# Hey im new, I have Questions



## Black oranda (Dec 28, 2004)

hey everyone, I kinda started my planted tank it's been about 1 month or so that i started getting plants. I have Java moss, Hornwort,Lace Java fern,And normal Java fern, Crypts(2 diffrent types) Anubius nana, ummmm and 2 plants im not 100% sure of... one looks alittle like Onion plant but alot smaller. 


1. Tank water volume: 15 Gallon tropical tank.
2. Tank lighting (type, watts per gallong, etc.):Not sure,
3. Tank filtration:mini Aqua clear filter
4. Tank substrate:Sand
5. Plants:Java ferns,Java moss, Anubius nana, crypts, Hornworts ect ect
6. Fish: Guppies,2 Khuli Loaches,snails, (1 common pleco, but his going somewhere else soon, his getting to big )
7. Test kits used (brand and type):not sure
8. Fertilization regimen (include products used):
9. Do you CO2? Nope.... 
10. Water change routine:25% each week
11. How long has the tank been set up? Wow!, now lets think... lets say awhile maby 2 years now.. but i've always had this tank running.. i had it for 8 years about. it's because i moved about 2 years ago so i had to restart it again.

Im wondering what lighting i need, i have a rather old type of aquarium hood, Ummm i was also wondering if anyone had any extra plants they might be able to send to me  ... i've seen alot of members 
have a beautiful floor of mosses, or other small plants i would like to do that aswell.

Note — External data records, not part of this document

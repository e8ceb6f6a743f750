use std::io::Cursor;
use std::path::Path;

use symphonia::core::audio::SampleBuffer;
use symphonia::core::codecs::DecoderOptions;
use symphonia::core::formats::FormatOptions;
use symphonia::core::io::MediaSourceStream;
use symphonia::core::meta::MetadataOptions;
use symphonia::core::probe::Hint;

use crate::audio::resample::{resample, ANALYSIS_SAMPLE_RATE};
use crate::error::PipelineError;

/// Loader settings. Everything downstream assumes audio at `sample_rate`,
/// so the loader owns the conversion to it.
#[derive(Debug, Clone, PartialEq)]
pub struct AudioConfig {
    pub sample_rate: u32,
}

impl Default for AudioConfig {
    fn default() -> Self {
        Self {
            sample_rate: ANALYSIS_SAMPLE_RATE,
        }
    }
}

/// Mono PCM audio at a known sample rate.
#[derive(Debug, Clone)]
pub struct Waveform {
    pub samples: Vec<f32>,
    pub sample_rate: u32,
}

impl Waveform {
    pub fn duration_secs(&self) -> f32 {
        self.samples.len() as f32 / self.sample_rate as f32
    }
}

/// Decode an audio file into a mono waveform at the analysis rate.
pub fn load_path(path: &Path, cfg: &AudioConfig) -> Result<Waveform, PipelineError> {
    let file = std::fs::File::open(path)?;
    let mss = MediaSourceStream::new(Box::new(file), Default::default());

    let mut hint = Hint::new();
    if let Some(ext) = path.extension().and_then(|e| e.to_str()) {
        hint.with_extension(ext);
    }

    let waveform = decode_stream(mss, hint)?;
    resample(waveform, cfg.sample_rate)
}

/// Decode an in-memory byte stream, e.g. an upload body. `extension` is a
/// container hint like `"mp3"` when the caller knows one.
pub fn load_bytes(
    bytes: Vec<u8>,
    extension: Option<&str>,
    cfg: &AudioConfig,
) -> Result<Waveform, PipelineError> {
    let mss = MediaSourceStream::new(Box::new(Cursor::new(bytes)), Default::default());

    let mut hint = Hint::new();
    if let Some(ext) = extension {
        hint.with_extension(ext);
    }

    let waveform = decode_stream(mss, hint)?;
    resample(waveform, cfg.sample_rate)
}

/// Accept already-decoded mono PCM.
pub fn from_samples(
    samples: Vec<f32>,
    sample_rate: u32,
    cfg: &AudioConfig,
) -> Result<Waveform, PipelineError> {
    if samples.is_empty() {
        return Err(PipelineError::EmptyAudio);
    }
    resample(
        Waveform {
            samples,
            sample_rate,
        },
        cfg.sample_rate,
    )
}

fn decode_stream(mss: MediaSourceStream, hint: Hint) -> Result<Waveform, PipelineError> {
    let probed = symphonia::default::get_probe().format(
        &hint,
        mss,
        &FormatOptions::default(),
        &MetadataOptions::default(),
    )?;

    let mut format = probed.format;

    let track = format
        .tracks()
        .iter()
        .find(|t| t.codec_params.codec != symphonia::core::codecs::CODEC_TYPE_NULL)
        .ok_or_else(|| PipelineError::UnsupportedFormat("no audio tracks found".into()))?;

    let track_id = track.id;
    let channels = track.codec_params.channels.map_or(1, |c| c.count());
    let sample_rate = track
        .codec_params
        .sample_rate
        .ok_or_else(|| PipelineError::UnsupportedFormat("unknown sample rate".into()))?;

    let mut decoder =
        symphonia::default::get_codecs().make(&track.codec_params, &DecoderOptions::default())?;

    let mut all_samples: Vec<f32> = Vec::new();

    loop {
        let packet = match format.next_packet() {
            Ok(packet) => packet,
            Err(symphonia::core::errors::Error::IoError(ref e))
                if e.kind() == std::io::ErrorKind::UnexpectedEof =>
            {
                break;
            }
            Err(e) => return Err(e.into()),
        };

        if packet.track_id() != track_id {
            continue;
        }

        let decoded = match decoder.decode(&packet) {
            Ok(d) => d,
            // Skip corrupt packets; the rest of the stream is usable.
            Err(symphonia::core::errors::Error::DecodeError(_)) => continue,
            Err(e) => return Err(e.into()),
        };

        let spec = *decoded.spec();
        let num_frames = decoded.frames();

        let mut sample_buf = SampleBuffer::<f32>::new(num_frames as u64, spec);
        sample_buf.copy_interleaved_ref(decoded);
        let samples = sample_buf.samples();

        // Downmix to mono
        if channels == 1 {
            all_samples.extend_from_slice(samples);
        } else {
            for frame in samples.chunks(channels) {
                let mono: f32 = frame.iter().sum::<f32>() / channels as f32;
                all_samples.push(mono);
            }
        }
    }

    if all_samples.is_empty() {
        return Err(PipelineError::EmptyAudio);
    }

    log::info!(
        "Decoded {} samples at {} Hz ({:.1}s)",
        all_samples.len(),
        sample_rate,
        all_samples.len() as f32 / sample_rate as f32
    );

    Ok(Waveform {
        samples: all_samples,
        sample_rate,
    })
}

#[cfg(test)]
mod tests {
    use super::*;

    fn wav_bytes(samples: &[i16], sample_rate: u32, channels: u16) -> Vec<u8> {
        let block_align = channels * 2;
        let data_len = (samples.len() * 2) as u32;
        let mut bytes = Vec::new();
        bytes.extend_from_slice(b"RIFF");
        bytes.extend_from_slice(&(36 + data_len).to_le_bytes());
        bytes.extend_from_slice(b"WAVE");
        bytes.extend_from_slice(b"fmt ");
        bytes.extend_from_slice(&16u32.to_le_bytes());
        bytes.extend_from_slice(&1u16.to_le_bytes()); // PCM
        bytes.extend_from_slice(&channels.to_le_bytes());
        bytes.extend_from_slice(&sample_rate.to_le_bytes());
        bytes.extend_from_slice(&(sample_rate * block_align as u32).to_le_bytes());
        bytes.extend_from_slice(&block_align.to_le_bytes());
        bytes.extend_from_slice(&16u16.to_le_bytes());
        bytes.extend_from_slice(b"data");
        bytes.extend_from_slice(&data_len.to_le_bytes());
        for s in samples {
            bytes.extend_from_slice(&s.to_le_bytes());
        }
        bytes
    }

    #[test]
    fn decodes_a_minimal_wav() {
        let samples: Vec<i16> = vec![0, 8192, -8192, 16384, -16384, 0, 8192, 0];
        let bytes = wav_bytes(&samples, 22050, 1);
        let waveform = load_bytes(bytes, Some("wav"), &AudioConfig::default()).unwrap();
        assert_eq!(waveform.sample_rate, 22050);
        assert_eq!(waveform.samples.len(), samples.len());
        assert!(waveform.samples[0].abs() < 1e-4);
        assert!((waveform.samples[1] - 0.25).abs() < 1e-3);
        assert!((waveform.samples[2] + 0.25).abs() < 1e-3);
    }

    #[test]
    fn downmixes_stereo_by_averaging() {
        // 8 frames of L=1000, R=3000 at the analysis rate, so no resample.
        let mut interleaved = Vec::new();
        for _ in 0..8 {
            interleaved.push(1000i16);
            interleaved.push(3000i16);
        }
        let bytes = wav_bytes(&interleaved, 22050, 2);
        let waveform = load_bytes(bytes, Some("wav"), &AudioConfig::default()).unwrap();
        assert_eq!(waveform.samples.len(), 8);
        let expected = 2000.0 / 32768.0;
        for &s in &waveform.samples {
            assert!((s - expected).abs() < 1e-3);
        }
    }

    #[test]
    fn foreign_rates_come_out_at_the_analysis_rate() {
        let samples: Vec<i16> = (0..4410)
            .map(|i| {
                let t = i as f32 / 44100.0;
                (8000.0 * (2.0 * std::f32::consts::PI * 440.0 * t).sin()) as i16
            })
            .collect();
        let bytes = wav_bytes(&samples, 44100, 1);
        let waveform = load_bytes(bytes, Some("wav"), &AudioConfig::default()).unwrap();
        assert_eq!(waveform.sample_rate, 22050);
        let expected = 2205.0;
        let actual = waveform.samples.len() as f32;
        assert!(
            (actual - expected).abs() / expected < 0.1,
            "got {actual} samples"
        );
    }

    #[test]
    fn rejects_unrecognizable_bytes() {
        let err = load_bytes(vec![0u8; 64], None, &AudioConfig::default()).unwrap_err();
        assert!(matches!(err, PipelineError::UnsupportedFormat(_)));
    }

    #[test]
    fn zero_sample_stream_is_empty_audio() {
        let bytes = wav_bytes(&[], 22050, 1);
        let err = load_bytes(bytes, Some("wav"), &AudioConfig::default()).unwrap_err();
        assert!(matches!(err, PipelineError::EmptyAudio));
    }

    #[test]
    fn empty_pcm_input_is_empty_audio() {
        let err = from_samples(Vec::new(), 22050, &AudioConfig::default()).unwrap_err();
        assert!(matches!(err, PipelineError::EmptyAudio));
    }

    #[test]
    fn pcm_input_passes_through_at_the_analysis_rate() {
        let samples = vec![0.25f32; 1024];
        let waveform = from_samples(samples.clone(), 22050, &AudioConfig::default()).unwrap();
        assert_eq!(waveform.samples, samples);
    }

    #[test]
    fn duration_follows_sample_count() {
        let waveform = Waveform {
            samples: vec![0.0; 44100],
            sample_rate: 22050,
        };
        assert!((waveform.duration_secs() - 2.0).abs() < 1e-6);
    }
}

Anyway, any help would be great thank you  

by the way, you guys have all lovely tanks!


----------



## Sir_BlackhOle (Jan 25, 2004)

First thing to do is focus on lighting and substrate....I usually recommend 2 watts per gallon at first. What type of lights do you have on the tank now? Are they incadescent or flourescent? How many watts? 

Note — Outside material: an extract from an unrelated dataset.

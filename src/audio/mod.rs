pub mod decode;
pub mod pitch;
pub mod resample;
pub mod tempo;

Plain sand is not a very good substrate....you might want to think about adding some laterite or going with a comercial substrate like Flourite. Once you get these things you can start focusing on fertilizing.


----------



## TomE (Jul 24, 2004)

Hey,

Where are you located? Maybe somebody in the area is doing pruning soon?

thanks,
T


----------



## Black oranda (Dec 28, 2004)

*reply*

 Thanks for the fast replys,

Im using a normal light, at the moment i have an old lamp on 
the tank since my real tank lights are burned out(so the light i have on the tank isn't even for tanks). So thats why im asking what would be best (how many watts per gallon) since im going to go by the lights soon.There not flourescent. Laterite is that a type of gravel for plants?, What are some types of fertilizers?Id like to add that i can't put alot of money into it at the momment since im kinda poor

Tom-Oh and also Im from Canada Quebec.


----------



## Black oranda (Dec 28, 2004)

*reply*

 Thanks for the fast replys,

Im using a normal light, at the moment i have an old lamp on 
the tank since my real tank lights are burned out(so the light i have on the tank isn't even for tanks). So thats why im asking what would be best (how many watts per gallon) since im going to go by the lights soon.There not flourescent. Laterite is that a type of gravel for plants?, What are some types of fertilizers?Id like to add that i can't put alot of money into it at the momment since im kinda poor

Tom-Oh and also Im from Canada Quebec.


----------



## SnyperP (Dec 10, 2004)

I'm rather new myself, but alot of people use an inert substrate with fertilizer stick/root tabs. One problem with this is that if you move plants around quite a bit, it'll stir up the ferts into the water column and could lead towards algae problems.


----------



## biffe (Nov 1, 2004)

Did you read Sir_BlackhOle post? Since you right after he's post, ask how much light thats needed.


----------



## JanS (Apr 14, 2004)

I'm glad to hear you're getting the Pleco out of there.  I would do that before you try to plant anything else since he's just going to rearrange/ruin any of your efforts anyway.


----------



## Sir_BlackhOle (Jan 25, 2004)

The cheapest method IME is normal output flourescents...2 watts per gallon or so. Doesnt really matter what spectrum....I like the daylight 6700k bulbs and they are dirt cheap. Laterite is a substrate additive and is pretty cheap. You just mix it in the bottom layer and then cap with more substrate of choice. Do a google search you'll find all the info you need. Poor mans fertilizers are KNO3 (Greenlight Stump Remover and can be found at any nursery,) Fleet type Enemas, and Seachem Flourish. 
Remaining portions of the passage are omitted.